The Department of Revenue was established on July 1, 1967, following the state legislature's decision in 1965 to abolish the existing three-member Washington Tax Commission, which had been operating since 1905. This change was part of an effort to modernize and streamline the tax collection system.

In 1981, voters approved an initiative repealing inheritance and gift taxes, replacing it with an estate tax equal to the amount of federal tax credit. During the 1982 legislative session, a major restructuring of local government finance took place. To obtain additional sales tax authority, cities had to place a cap on utility tax rates, and cities and counties had to accept limitations on system development charges. Sales tax equalization was also introduced, redistributing a portion of revenue to small tax-base jurisdictions.

In 1987, the U.S. Supreme Court ruled that Business & Occupation (B&O) taxes on certain interstate transactions were unconstitutional. Following the decision, Washington state repealed the multiple activities exemption and introduced credits for B&O taxes paid outside Washington, allowing businesses to offset taxes on in-state manufacturing against those for in-state sales. In 1997, the legislature clarified the B&O tax law on certain internet services, including email, information retrieval, and hosting of information online.

In 1998, voters approved Initiative 695, which repealed the motor vehicle excise tax and mandated a flat $30 tab fee. It was overturned by the Washington Supreme Court a year later.

In 2001, the legislature began phasing out the federal estate tax by 2010 and reduced the state tax credit by 25 percent each year, eliminating the state credit by the end of 2004. In 2007, Washington adopted the Streamlined Sales Tax Agreement (SSTA), effective July 1, 2008, to simplify tax collection and improve compliance, particularly for remote and interstate sales. The state also authorized a new local sales tax to support the Health Services Authority, which aimed to fund local healthcare initiatives.

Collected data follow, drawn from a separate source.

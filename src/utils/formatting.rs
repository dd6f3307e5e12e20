//! Formatting utilities used for CLI outputs.

pub fn bold(s: &str) -> String {
    format!("\x1b[1m{}\x1b[0m", s)
}

/// Horizontal bar scaled so that `max` fills `width` cells.
pub fn bar(value: usize, max: usize, width: usize) -> String {
    if max == 0 || value == 0 {
        return String::new();
    }
    let cells = (value * width).div_ceil(max).clamp(1, width);
    "█".repeat(cells)
}

/// Cut `s` to `max` characters, ending with "..." when shortened.
pub fn truncate(s: &str, max: usize) -> String {
    if s.chars().count() <= max {
        return s.to_string();
    }
    let mut out: String = s.chars().take(max.saturating_sub(3)).collect();
    out.push_str("...");
    out
}

#[cfg(test)]
mod tests {
    use super::*;

    #[test]
    fn bar_scales_to_max() {
        assert_eq!(bar(10, 10, 20).chars().count(), 20);
        assert_eq!(bar(1, 100, 20).chars().count(), 1);
        assert_eq!(bar(0, 10, 20), "");
    }

    #[test]
    fn truncate_marks_cut() {
        assert_eq!(truncate("abcdef", 10), "abcdef");
        assert_eq!(truncate("abcdefghijkl", 8), "abcde...");
    }
}
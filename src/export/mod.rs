// src/export/mod.rs

mod excel_date;
mod fs_utils;
mod json_csv;
pub mod logic;
pub mod range;
mod xlsx;

pub(crate) use fs_utils::ensure_writable;
pub use logic::ExportLogic;

use crate::ui::messages::success;
use clap::ValueEnum;
use std::path::Path;

/// Shared completion message for every export format.
pub(crate) fn notify_export_success(label: &str, rows: usize, path: &Path) {
    success(format!(
        "{label} export completed ({rows} records): {}",
        path.display()
    ));
}

#[derive(Clone, Copy, Debug, ValueEnum)]
pub enum ExportFormat {
    Csv,
    Json,
    Xlsx,
}

impl ExportFormat {
    pub fn as_str(&self) -> &'static str {
        match self {
            ExportFormat::Csv => "csv",
            ExportFormat::Json => "json",
            ExportFormat::Xlsx => "xlsx",
        }
    }
}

In 2009, DOR began requiring electronic filing and payment of excise taxes for all taxpayers who file monthly. Also, reseller permits replaced resale certificate for wholesale purchasers. During a three-month period in 2011, DOR conducted its first amnesty program, allowing taxpayers to pay any outstanding taxes without associated penalties and interest. The program ultimately generated an estimated $345.8 million in revenue and waived $91 million in penalties and interest.

In 2011, the Master License Service (MLS), the one-stop business license center that had helped business owners register with various state agencies since its creation in 1977, was transferred from Department of Licensing to DOR and rebranded as Business Licensing Service (BLS). In April 2015, DOR signed a contract with Fast Enterprises to begin the Tax and Licensing Systems Replacement (TLSR) project to modernize the agency's tax and business licensing systems. In 2018, Revenue launched the My DOR portal, where taxpayers could register, file, and pay electronically. The Automated Tax and Licensing Administration System (ATLAS) and ATLAS Management Program (AMP) also began.

Washington's Marketplace Fairness Law went into effect on January 1, 2018, requiring out-of-state businesses without a physical presence to make a choice to either collect sales tax or follow use tax notification and reporting requirements.

In response to the COVID-19 pandemic, the DOR closed its offices to the public in March 2020 and transitioned 1,200 employees to remote working. Services continued online and by phone until the DOR reopened its public offices in February 2022.

The Tribal Partnerships Program was commissioned in 2020. In 2021, the Working Families Tax Credit was funded by legislation. The program started in 2023. The 2021 legislative session also saw the passing of SB 5096, which established a 7% capital gains tax on individual profits exceeding $250,000. A Douglas County Superior Court judge ruled the tax unconstitutional in 2022, but in 2023, the state Supreme Court overruled this ruling upon appeal.   Initiative No. 2109 (I-2109), a ballot initiative to repeal SB 5096, will appear on the ballot on November 5, 2024.